*** Opening of Record set ***

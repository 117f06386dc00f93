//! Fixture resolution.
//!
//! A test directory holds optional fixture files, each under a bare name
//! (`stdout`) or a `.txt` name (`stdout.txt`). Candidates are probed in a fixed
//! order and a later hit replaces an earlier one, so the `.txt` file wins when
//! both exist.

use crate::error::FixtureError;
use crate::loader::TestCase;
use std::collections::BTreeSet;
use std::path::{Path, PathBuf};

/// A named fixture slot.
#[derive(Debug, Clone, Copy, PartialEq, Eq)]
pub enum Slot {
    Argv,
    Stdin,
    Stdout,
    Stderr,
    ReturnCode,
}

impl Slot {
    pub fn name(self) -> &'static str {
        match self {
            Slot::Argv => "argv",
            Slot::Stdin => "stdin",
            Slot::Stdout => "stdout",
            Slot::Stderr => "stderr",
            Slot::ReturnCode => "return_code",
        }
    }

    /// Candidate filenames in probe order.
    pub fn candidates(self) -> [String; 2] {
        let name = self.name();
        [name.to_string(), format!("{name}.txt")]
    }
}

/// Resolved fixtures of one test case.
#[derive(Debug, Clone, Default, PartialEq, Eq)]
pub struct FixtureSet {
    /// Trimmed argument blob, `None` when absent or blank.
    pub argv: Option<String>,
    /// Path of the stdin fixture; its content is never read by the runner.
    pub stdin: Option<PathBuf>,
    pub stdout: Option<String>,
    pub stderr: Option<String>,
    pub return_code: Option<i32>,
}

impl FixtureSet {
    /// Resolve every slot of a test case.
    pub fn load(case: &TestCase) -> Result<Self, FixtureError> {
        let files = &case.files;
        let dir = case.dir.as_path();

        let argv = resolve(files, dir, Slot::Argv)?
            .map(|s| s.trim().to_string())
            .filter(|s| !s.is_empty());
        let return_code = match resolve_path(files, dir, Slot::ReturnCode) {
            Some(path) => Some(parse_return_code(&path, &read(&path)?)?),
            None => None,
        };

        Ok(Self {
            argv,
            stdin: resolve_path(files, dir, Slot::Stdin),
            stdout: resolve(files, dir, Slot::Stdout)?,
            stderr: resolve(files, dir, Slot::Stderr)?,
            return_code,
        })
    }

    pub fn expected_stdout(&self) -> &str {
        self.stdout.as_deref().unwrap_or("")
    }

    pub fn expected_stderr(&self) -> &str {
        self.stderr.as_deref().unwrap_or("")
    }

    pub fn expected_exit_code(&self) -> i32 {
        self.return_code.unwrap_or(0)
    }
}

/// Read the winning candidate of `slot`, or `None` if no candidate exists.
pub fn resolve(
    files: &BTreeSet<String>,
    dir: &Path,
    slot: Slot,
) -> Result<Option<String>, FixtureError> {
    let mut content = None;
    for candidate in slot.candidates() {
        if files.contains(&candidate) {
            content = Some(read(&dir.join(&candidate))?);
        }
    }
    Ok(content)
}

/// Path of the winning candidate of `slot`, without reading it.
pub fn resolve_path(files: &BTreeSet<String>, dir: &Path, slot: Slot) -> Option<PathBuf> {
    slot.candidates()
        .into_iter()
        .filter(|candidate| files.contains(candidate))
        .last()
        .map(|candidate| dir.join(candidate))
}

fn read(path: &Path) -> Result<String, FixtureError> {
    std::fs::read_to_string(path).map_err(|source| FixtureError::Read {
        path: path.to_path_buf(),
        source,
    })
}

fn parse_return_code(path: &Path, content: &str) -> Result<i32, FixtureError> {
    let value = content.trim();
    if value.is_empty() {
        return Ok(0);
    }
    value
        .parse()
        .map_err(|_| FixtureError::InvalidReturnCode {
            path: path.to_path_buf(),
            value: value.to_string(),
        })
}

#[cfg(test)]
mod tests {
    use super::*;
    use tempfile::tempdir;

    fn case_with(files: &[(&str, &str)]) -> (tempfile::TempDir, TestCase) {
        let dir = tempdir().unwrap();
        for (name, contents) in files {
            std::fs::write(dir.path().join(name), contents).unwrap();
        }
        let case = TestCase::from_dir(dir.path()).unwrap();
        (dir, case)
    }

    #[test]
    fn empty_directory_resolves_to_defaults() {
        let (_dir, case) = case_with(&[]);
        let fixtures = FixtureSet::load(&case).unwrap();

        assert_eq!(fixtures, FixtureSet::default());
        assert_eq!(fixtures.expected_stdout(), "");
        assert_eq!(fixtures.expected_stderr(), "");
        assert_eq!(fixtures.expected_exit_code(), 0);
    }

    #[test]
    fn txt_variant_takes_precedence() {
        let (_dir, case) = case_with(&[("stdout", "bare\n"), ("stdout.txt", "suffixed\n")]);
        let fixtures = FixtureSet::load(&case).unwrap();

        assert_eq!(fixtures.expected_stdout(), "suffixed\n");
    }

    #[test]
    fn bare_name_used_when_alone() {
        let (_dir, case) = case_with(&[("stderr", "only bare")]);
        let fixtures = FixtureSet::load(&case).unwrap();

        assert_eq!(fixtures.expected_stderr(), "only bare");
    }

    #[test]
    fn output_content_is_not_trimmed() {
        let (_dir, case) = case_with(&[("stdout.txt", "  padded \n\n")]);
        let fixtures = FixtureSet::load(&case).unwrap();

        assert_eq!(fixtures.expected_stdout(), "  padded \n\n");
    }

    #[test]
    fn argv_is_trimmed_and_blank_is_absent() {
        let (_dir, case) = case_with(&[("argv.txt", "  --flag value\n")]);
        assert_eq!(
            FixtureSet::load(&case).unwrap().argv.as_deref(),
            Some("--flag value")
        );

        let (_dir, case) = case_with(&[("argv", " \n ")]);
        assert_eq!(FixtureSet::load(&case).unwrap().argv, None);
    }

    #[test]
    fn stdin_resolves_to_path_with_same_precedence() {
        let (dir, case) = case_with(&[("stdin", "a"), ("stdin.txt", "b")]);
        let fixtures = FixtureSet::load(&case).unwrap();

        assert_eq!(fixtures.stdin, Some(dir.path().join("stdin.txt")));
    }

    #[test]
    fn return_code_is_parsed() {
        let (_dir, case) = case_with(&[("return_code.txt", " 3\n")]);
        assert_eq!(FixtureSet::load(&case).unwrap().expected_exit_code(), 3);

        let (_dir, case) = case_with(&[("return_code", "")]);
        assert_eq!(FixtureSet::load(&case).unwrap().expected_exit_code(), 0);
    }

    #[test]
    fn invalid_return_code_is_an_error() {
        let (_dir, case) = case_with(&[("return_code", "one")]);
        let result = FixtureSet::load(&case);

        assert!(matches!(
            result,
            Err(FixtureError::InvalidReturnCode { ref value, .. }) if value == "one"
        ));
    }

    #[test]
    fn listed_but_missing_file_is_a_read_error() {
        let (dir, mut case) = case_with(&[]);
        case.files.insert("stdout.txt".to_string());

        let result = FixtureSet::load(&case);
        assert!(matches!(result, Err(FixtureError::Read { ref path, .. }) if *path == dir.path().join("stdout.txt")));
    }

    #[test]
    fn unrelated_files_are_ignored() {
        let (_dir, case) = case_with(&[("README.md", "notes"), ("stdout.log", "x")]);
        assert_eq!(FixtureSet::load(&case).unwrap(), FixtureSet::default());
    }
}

*** Close of Record set ***
*** Opening of Record set ***

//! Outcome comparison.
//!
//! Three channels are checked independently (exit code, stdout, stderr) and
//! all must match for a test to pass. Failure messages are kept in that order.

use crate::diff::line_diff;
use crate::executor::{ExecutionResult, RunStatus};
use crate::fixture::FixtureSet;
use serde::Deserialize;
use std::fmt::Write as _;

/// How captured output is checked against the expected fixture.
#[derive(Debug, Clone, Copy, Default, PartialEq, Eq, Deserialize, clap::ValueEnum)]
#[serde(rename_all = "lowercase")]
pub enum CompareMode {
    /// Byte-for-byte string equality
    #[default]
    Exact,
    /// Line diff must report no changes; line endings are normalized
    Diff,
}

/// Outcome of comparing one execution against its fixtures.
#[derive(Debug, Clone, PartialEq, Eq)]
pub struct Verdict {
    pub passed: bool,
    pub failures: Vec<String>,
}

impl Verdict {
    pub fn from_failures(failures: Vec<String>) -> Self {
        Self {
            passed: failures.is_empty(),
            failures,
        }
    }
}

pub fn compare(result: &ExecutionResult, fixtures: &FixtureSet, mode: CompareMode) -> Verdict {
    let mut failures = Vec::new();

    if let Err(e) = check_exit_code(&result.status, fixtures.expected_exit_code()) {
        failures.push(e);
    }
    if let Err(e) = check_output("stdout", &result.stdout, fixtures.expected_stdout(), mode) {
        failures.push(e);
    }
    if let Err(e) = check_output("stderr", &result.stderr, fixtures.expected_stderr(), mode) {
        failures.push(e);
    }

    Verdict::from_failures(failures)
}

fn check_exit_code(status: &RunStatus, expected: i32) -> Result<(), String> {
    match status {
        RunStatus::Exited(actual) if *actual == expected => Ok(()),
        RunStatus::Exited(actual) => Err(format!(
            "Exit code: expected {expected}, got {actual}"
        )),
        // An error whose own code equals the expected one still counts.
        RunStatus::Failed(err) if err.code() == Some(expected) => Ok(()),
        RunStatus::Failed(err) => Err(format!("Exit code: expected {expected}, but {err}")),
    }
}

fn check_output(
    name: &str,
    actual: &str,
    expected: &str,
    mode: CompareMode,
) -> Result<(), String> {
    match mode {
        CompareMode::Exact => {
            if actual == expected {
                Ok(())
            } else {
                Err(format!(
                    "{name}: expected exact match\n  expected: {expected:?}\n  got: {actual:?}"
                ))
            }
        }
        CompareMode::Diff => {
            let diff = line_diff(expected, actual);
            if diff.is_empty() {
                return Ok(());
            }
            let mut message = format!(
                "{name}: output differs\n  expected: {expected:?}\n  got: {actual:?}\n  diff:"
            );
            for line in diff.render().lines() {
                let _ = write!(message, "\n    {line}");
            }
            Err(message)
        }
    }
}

*** Close of Record set ***
*** Opening of Record set ***

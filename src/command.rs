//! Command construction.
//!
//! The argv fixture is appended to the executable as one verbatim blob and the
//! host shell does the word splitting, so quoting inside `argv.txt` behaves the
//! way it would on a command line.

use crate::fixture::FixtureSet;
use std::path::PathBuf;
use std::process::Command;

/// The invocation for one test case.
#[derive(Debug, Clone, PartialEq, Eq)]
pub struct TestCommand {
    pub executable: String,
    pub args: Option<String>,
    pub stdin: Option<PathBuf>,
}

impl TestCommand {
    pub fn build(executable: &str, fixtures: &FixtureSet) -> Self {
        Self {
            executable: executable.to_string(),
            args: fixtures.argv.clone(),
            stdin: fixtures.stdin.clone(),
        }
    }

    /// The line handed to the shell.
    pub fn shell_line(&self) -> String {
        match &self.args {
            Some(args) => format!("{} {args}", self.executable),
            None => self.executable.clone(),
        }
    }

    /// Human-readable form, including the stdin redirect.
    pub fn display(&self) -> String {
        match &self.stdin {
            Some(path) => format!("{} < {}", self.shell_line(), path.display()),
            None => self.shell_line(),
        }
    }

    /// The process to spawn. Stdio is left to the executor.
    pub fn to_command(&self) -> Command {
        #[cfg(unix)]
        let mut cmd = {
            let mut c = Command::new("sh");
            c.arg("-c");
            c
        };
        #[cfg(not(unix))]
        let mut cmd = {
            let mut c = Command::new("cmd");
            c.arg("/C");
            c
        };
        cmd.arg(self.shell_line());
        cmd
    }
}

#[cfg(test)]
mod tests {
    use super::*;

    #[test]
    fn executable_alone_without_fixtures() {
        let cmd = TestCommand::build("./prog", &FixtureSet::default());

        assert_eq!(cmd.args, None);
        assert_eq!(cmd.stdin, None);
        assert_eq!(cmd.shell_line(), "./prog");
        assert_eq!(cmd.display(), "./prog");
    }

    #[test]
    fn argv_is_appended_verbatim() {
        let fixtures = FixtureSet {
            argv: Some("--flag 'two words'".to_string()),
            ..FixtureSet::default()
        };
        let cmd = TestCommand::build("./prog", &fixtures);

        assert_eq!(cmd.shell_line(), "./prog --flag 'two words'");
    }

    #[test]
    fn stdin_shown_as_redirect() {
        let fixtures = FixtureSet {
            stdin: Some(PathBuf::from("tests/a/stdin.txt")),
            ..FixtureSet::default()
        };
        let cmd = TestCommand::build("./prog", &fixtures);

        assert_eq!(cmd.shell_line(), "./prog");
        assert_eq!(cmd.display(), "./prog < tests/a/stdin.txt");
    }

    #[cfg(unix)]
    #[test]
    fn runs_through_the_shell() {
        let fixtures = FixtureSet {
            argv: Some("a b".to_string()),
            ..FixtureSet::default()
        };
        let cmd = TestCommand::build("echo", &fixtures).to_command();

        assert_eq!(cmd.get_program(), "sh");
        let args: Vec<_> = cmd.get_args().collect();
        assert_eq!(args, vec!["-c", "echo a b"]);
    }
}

*** Close of Record set ***

What is expected:
All lines above from the line with "repository 117f06386dc00f93" through the line with "a test case.", both included, are to be set down exactly, with nothing else.

Solution for this task:
repository 117f06386dc00f93
//! Fixture resolution.
//!
//! A test directory holds optional fixture files, each under a bare name
//! (`stdout`) or a `.txt` name (`stdout.txt`). Candidates are probed in a fixed
//! order and a later hit replaces an earlier one, so the `.txt` file wins when
//! both exist.

use crate::error::FixtureError;
use crate::loader::TestCase;
use std::collections::BTreeSet;
use std::path::{Path, PathBuf};

/// A named fixture slot.
#[derive(Debug, Clone, Copy, PartialEq, Eq)]
pub enum Slot {
    Argv,
    Stdin,
    Stdout,
    Stderr,
    ReturnCode,
}

impl Slot {
    pub fn name(self) -> &'static str {
        match self {
            Slot::Argv => "argv",
            Slot::Stdin => "stdin",
            Slot::Stdout => "stdout",
            Slot::Stderr => "stderr",
            Slot::ReturnCode => "return_code",
        }
    }

    /// Candidate filenames in probe order.
    pub fn candidates(self) -> [String; 2] {
        let name = self.name();
        [name.to_string(), format!("{name}.txt")]
    }
}

/// Resolved fixtures of one test case.
#[derive(Debug, Clone, Default, PartialEq, Eq)]
pub struct FixtureSet {
    /// Trimmed argument blob, `None` when absent or blank.
    pub argv: Option<String>,
    /// Path of the stdin fixture; its content is never read by the runner.
    pub stdin: Option<PathBuf>,
    pub stdout: Option<String>,
    pub stderr: Option<String>,
    pub return_code: Option<i32>,
}

impl FixtureSet {
    /// Resolve every slot of a test case.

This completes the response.